Приведенные строки из программной статьи «Украинский национализм и еврейство» были адресованы руководящему активу Организации. Их опубликовал в тридцатые годы орган Руководства Украинских Националистов — теоретический журнал «Развитие нации», который по цензурным соображениям издавался в Праге. Такой взгляд на украинско-еврейские отношения в условиях независимой Украины сохраняет свою высокую актуальность и сегодня. Но вернемся к событиям июля и к количеству тогдашних жертв.
По канонам и правилам иудаизма, мертвеца должны похоронить в день смерти до захода солнца. В такие же сжатые сроки хоронят своих покойников и мусульмане. В странах с жаркими климатом, где возникли эти две конфессии, иначе поступать с мертвыми телами невозможно.
Еврейский погребальный обряд во Львове не мог сравниться с пышностью католических похорон. Обычно католическая похоронная процессия, которая направлялась на Яновское кладбище, формировалась вблизи костела св. Анны, потому что дальше ей мешало движение городского транспорта. Процессию возглавлял человек в белой с коронами накидке, который держал в руках высокий крест. За ним шел ксендз. Затем гнедые кони неспеша тянули похоронную колесницу-караван. Украшенный вычурною резьбой в стиле барокко львовский караван напоминал сказочную хрустальную карету Золушки. Катился он на высоких резиновых колесах. Сквозь прозрачные стеклянные стенки каравана было видно катафалк, на котором покоился гроб с покойником, скорбная группа родственников и друзей важно шествовала за караваном. Кроме возчика, похоронную процессию обслуживали четыре носильщика, так называемые «караваняжи». Они производили все необходимые манипуляции с гробом: переносили, ставили, снимали, опускали.
Еврейские похороны выглядели скромнее и проходил менее церемониально. Не пара лихих гнедых, а одна рабочая лошадка, не карета-караван, а обыкновенная телега и обыкновенный неокрашенный гроб (верующих хоронят в саване). Родственники и друзья еврейского покойника не сдерживали своих чувств, среди жалобщиков слышался сильный плачь и рыдания.

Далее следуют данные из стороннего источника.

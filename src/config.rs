use std::env;
use std::path::PathBuf;

use anyhow::{Context, Result};

use crate::classifier::artifact::MODEL_FILE;

/// Default ceiling on document length, in characters.
pub const DEFAULT_MAX_INPUT_CHARS: usize = 100_000;

/// Central configuration loaded from environment variables.
///
/// The .env file is loaded automatically at startup via dotenvy, so any of
/// these can live there instead of the shell environment.
pub struct Config {
    /// Where the model artifact is written by `train` and read by everything else
    pub model_path: PathBuf,
    /// Documents longer than this are rejected before classification
    pub max_input_chars: usize,
    /// Address the HTTP server binds to (TRUTHLENS_BIND)
    #[cfg(feature = "web")]
    pub bind: String,
    /// Port the HTTP server listens on (TRUTHLENS_PORT)
    #[cfg(feature = "web")]
    pub port: u16,
}

/// Returns the default model artifact path.
/// Uses the platform data directory: ~/.local/share/truthlens/model.json on Linux.
pub fn default_model_path() -> PathBuf {
    dirs::data_dir()
        .unwrap_or_else(|| PathBuf::from("."))
        .join("truthlens")
        .join(MODEL_FILE)
}

impl Config {
    /// Load configuration from environment variables. Everything has a default.
    pub fn load() -> Result<Self> {
        let model_path = env::var("TRUTHLENS_MODEL_PATH")
            .map(PathBuf::from)
            .unwrap_or_else(|_| default_model_path());

        let max_input_chars = match env::var("TRUTHLENS_MAX_INPUT_CHARS") {
            Ok(raw) => raw
                .trim()
                .parse()
                .with_context(|| format!("TRUTHLENS_MAX_INPUT_CHARS is not a number: {raw:?}"))?,
            Err(_) => DEFAULT_MAX_INPUT_CHARS,
        };

        #[cfg(feature = "web")]
        let port = match env::var("TRUTHLENS_PORT") {
            Ok(raw) => raw
                .trim()
                .parse()
                .with_context(|| format!("TRUTHLENS_PORT is not a valid port: {raw:?}"))?,
            Err(_) => 8080,
        };

        Ok(Self {
            model_path,
            max_input_chars,
            #[cfg(feature = "web")]
            bind: env::var("TRUTHLENS_BIND").unwrap_or_else(|_| "127.0.0.1".to_string()),
            #[cfg(feature = "web")]
            port,
        })
    }

    /// Check that a trained model artifact exists.
    /// Call this before any operation that classifies text.
    pub fn require_model(&self) -> Result<()> {
        if !self.model_path.exists() {
            anyhow::bail!(
                "No model found at {}\n\
                 Run `truthlens train --data <csv>` to train one,\n\
                 or set TRUTHLENS_MODEL_PATH to an existing artifact.",
                self.model_path.display()
            );
        }
        Ok(())
    }
}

В похоронах принимали участие профессиональные плакальщицы. От нашего квартала до начала улицы Золотой рукой подать, а эта улица заканчивается перед воротами еврейского городского кладбища. Магистрат запретил проводить похоронную процессию по улице Золотой, почему-то требуя, чтобы процессия добиралась к кладбищу только по улице Пилиховского (ныне Ерошенка). В связи с этим возникали частые скандалы, в которые вмешивалась польская полиция.
В коридоре дверей нашего подъезда одного дня появилась группка юношей из еврейской религиозной школы — ешибота. Ребята между собой тихо разговаривали на непонятном языке, которую Йосале определил как гебрайскую (иврит). Ешиботники разительно отличались от остальных еврейских мальчиков. Одетые в черные лапсердаки, черную обувь, черные ермолки, из-под которых свисали длинные, закрученные пейсы, они были похожи на послушников монастыря. Их внешний физический вид тоже отличался от обыкновенных еврейских юношей: узкие плечи, тонкие, словно былинки, руки, худые, бледно-белые лица, которые, казалось, не видели солнца, только глаза книжников светились фанатическим блеском. Чувствовалось, что ешиботники погружены в ту реальность, которую мы называем духовной жизнью.